Segment Start: Records supplied

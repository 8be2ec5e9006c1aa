//! CLI argument parsing with clap derive

use anyhow::Result;
use clap::builder::FalseyValueParser;
use clap::{Parser, Subcommand};

use crate::commands;
use crate::output::OutputContext;

/// Turn a notebook instance into an SSH-reachable host over a reverse tunnel
#[derive(Parser)]
#[command(
    name = "colab-tunnel",
    version,
    propagate_version = true,
    subcommand_required = true,
    arg_required_else_help = true
)]
pub struct Cli {
    /// Suppress non-error output
    #[arg(short, long, global = true)]
    pub quiet: bool,

    /// Disable colored output
    #[arg(
        long,
        global = true,
        env = "NO_COLOR",
        value_parser = FalseyValueParser::new()
    )]
    pub no_color: bool,

    /// Log every spawned process and download to stderr
    #[arg(short, long, global = true)]
    pub verbose: bool,

    #[command(subcommand)]
    pub command: Command,
}

#[derive(Subcommand)]
pub enum Command {
    /// Provision the host and open a reverse SSH tunnel
    Direct(commands::TunnelArgs),

    /// Provision the host and run the frp relay client
    Relay(commands::relay::RelayArgs),

    /// Install the SSH key pair only
    Keys(commands::keys::KeysArgs),

    /// Show version
    Version,
}

impl Cli {
    /// Execute the CLI command.
    ///
    /// # Errors
    ///
    /// Returns an error if the command fails.
    pub async fn run(self) -> Result<()> {
        let Cli {
            quiet,
            no_color,
            command,
            ..
        } = self;
        let ctx = OutputContext::new(no_color, quiet);
        match command {
            Command::Direct(args) => commands::direct::run(&ctx, &args).await,
            Command::Relay(args) => commands::relay::run(&ctx, &args).await,
            Command::Keys(args) => commands::keys::run(&ctx, &args).await,
            Command::Version => {
                commands::version::run();
                Ok(())
            }
        }
    }
}
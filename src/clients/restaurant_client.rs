//! # Restaurant Client
//!
//! Provides a high-level API for interacting with the `Restaurant` actor,
//! including the `AddPizza` action that creates associations.
use crate::clients::actor_client::ActorClient;
use crate::framework::{FrameworkError, ResourceClient};
use crate::model::{PizzaId, Price, Restaurant, RestaurantCreate, RestaurantId};
use crate::restaurant_actor::{PizzaAdded, RestaurantAction, RestaurantError};
use async_trait::async_trait;
use tracing::{debug, instrument};

/// Client for interacting with the Restaurant actor.
#[derive(Clone)]
pub struct RestaurantClient {
    inner: ResourceClient<Restaurant>,
}

impl RestaurantClient {
    pub fn new(inner: ResourceClient<Restaurant>) -> Self {
        Self { inner }
    }

    /// Creates a restaurant and returns it as stored.
    #[instrument(skip(self))]
    pub async fn create_restaurant(
        &self,
        params: RestaurantCreate,
    ) -> Result<Restaurant, RestaurantError> {
        debug!("Sending request");
        let id = self.inner.create(params).await.map_err(Self::map_error)?;
        self.get(id)
            .await?
            .ok_or_else(|| RestaurantError::NotFound(id.to_string()))
    }

    /// Offers `pizza_id` at `restaurant_id` for `price`.
    ///
    /// Fails with [`RestaurantError::NotFound`] when the restaurant does not exist and
    /// [`RestaurantError::PizzaNotFound`] when the pizza does not.
    #[instrument(skip(self))]
    pub async fn add_pizza(
        &self,
        restaurant_id: RestaurantId,
        pizza_id: PizzaId,
        price: Price,
    ) -> Result<PizzaAdded, RestaurantError> {
        debug!("Adding pizza {} to {} at {}", pizza_id, restaurant_id, price);
        self.inner
            .perform_action(restaurant_id, RestaurantAction::AddPizza { price, pizza_id })
            .await
            .map_err(Self::map_error)
    }
}

#[async_trait]
impl ActorClient<Restaurant> for RestaurantClient {
    type Error = RestaurantError;

    fn inner(&self) -> &ResourceClient<Restaurant> {
        &self.inner
    }

    fn map_error(e: FrameworkError) -> Self::Error {
        match e {
            FrameworkError::NotFound(id) => RestaurantError::NotFound(id),
            other => other
                .into_entity_error::<RestaurantError>()
                .unwrap_or_else(|e| RestaurantError::ActorCommunicationError(e.to_string())),
        }
    }
}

Segment End: Records supplied

▶ [Your objective] Exactly as shown above, return all of the entries.

▶ [Exercise response]
repository 8be2ec5e9006c1aa
//! CLI argument parsing with clap derive

use anyhow::Result;
use clap::builder::FalseyValueParser;
use clap::{Parser, Subcommand};

use crate::commands;
use crate::output::OutputContext;

/// Turn a notebook instance into an SSH-reachable host over a reverse tunnel
#[derive(Parser)]
#[command(
    name = "colab-tunnel",
    version,
    propagate_version = true,
    subcommand_required = true,
    arg_required_else_help = true
)]
pub struct Cli {
    /// Suppress non-error output
    #[arg(short, long, global = true)]
    pub quiet: bool,

    /// Disable colored output
    #[arg(
        long,
        global = true,
        env = "NO_COLOR",
        value_parser = FalseyValueParser::new()
    )]
    pub no_color: bool,

    /// Log every spawned process and download to stderr
    #[arg(short, long, global = true)]
    pub verbose: bool,

    #[command(subcommand)]
    pub command: Command,
}

#[derive(Subcommand)]
pub enum Command {
    /// Provision the host and open a reverse SSH tunnel
    Direct(commands::TunnelArgs),

    /// Provision the host and run the frp relay client
    Relay(commands::relay::RelayArgs),

    /// Install the SSH key pair only
    Keys(commands::keys::KeysArgs),

    /// Show version
    Version,
}

impl Cli {
    /// Execute the CLI command.
    ///
    /// # Errors
    ///
    /// Returns an error if the command fails.
    pub async fn run(self) -> Result<()> {
        let Cli {
            quiet,
            no_color,
            command,
            ..
        } = self;
        let ctx = OutputContext::new(no_color, quiet);
        match command {
            Command::Direct(args) => commands::direct::run(&ctx, &args).await,
            Command::Relay(args) => commands::relay::run(&ctx, &args).await,
            Command::Keys(args) => commands::keys::run(&ctx, &args).await,
            Command::Version => {
                commands::version::run();
                Ok(())
            }
        }
    }
}
filename src/clients/restaurant_client.rs
//! # Restaurant Client
//!
//! Provides a high-level API for interacting with the `Restaurant` actor,
//! including the `AddPizza` action that creates associations.
use crate::clients::actor_client::ActorClient;
use crate::framework::{FrameworkError, ResourceClient};
use crate::model::{PizzaId, Price, Restaurant, RestaurantCreate, RestaurantId};
use crate::restaurant_actor::{PizzaAdded, RestaurantAction, RestaurantError};
use async_trait::async_trait;
use tracing::{debug, instrument};

/// Client for interacting with the Restaurant actor.
#[derive(Clone)]
pub struct RestaurantClient {
    inner: ResourceClient<Restaurant>,
}

impl RestaurantClient {
    pub fn new(inner: ResourceClient<Restaurant>) -> Self {
        Self { inner }
    }

    /// Creates a restaurant and returns it as stored.
    #[instrument(skip(self))]
    pub async fn create_restaurant(
        &self,
        params: RestaurantCreate,
    ) -> Result<Restaurant, RestaurantError> {
        debug!("Sending request");
        let id = self.inner.create(params).await.map_err(Self::map_error)?;
        self.get(id)
            .await?
            .ok_or_else(|| RestaurantError::NotFound(id.to_string()))
    }

    /// Offers `pizza_id` at `restaurant_id` for `price`.
    ///
    /// Fails with [`RestaurantError::NotFound`] when the restaurant does not exist and
    /// [`RestaurantError::PizzaNotFound`] when the pizza does not.
    #[instrument(skip(self))]
    pub async fn add_pizza(
        &self,
        restaurant_id: RestaurantId,
        pizza_id: PizzaId,
        price: Price,
    ) -> Result<PizzaAdded, RestaurantError> {
        debug!("Adding pizza {} to {} at {}", pizza_id, restaurant_id, price);
        self.inner
            .perform_action(restaurant_id, RestaurantAction::AddPizza { price, pizza_id })
            .await
            .map_err(Self::map_error)
    }
}

#[async_trait]
impl ActorClient<Restaurant> for RestaurantClient {
    type Error = RestaurantError;

    fn inner(&self) -> &ResourceClient<Restaurant> {
        &self.inner
    }

    fn map_error(e: FrameworkError) -> Self::Error {
        match e {
            FrameworkError::NotFound(id) => RestaurantError::NotFound(id),
            other => other
                .into_entity_error::<RestaurantError>()
                .unwrap_or_else(|e| RestaurantError::ActorCommunicationError(e.to_string())),
        }
    }
}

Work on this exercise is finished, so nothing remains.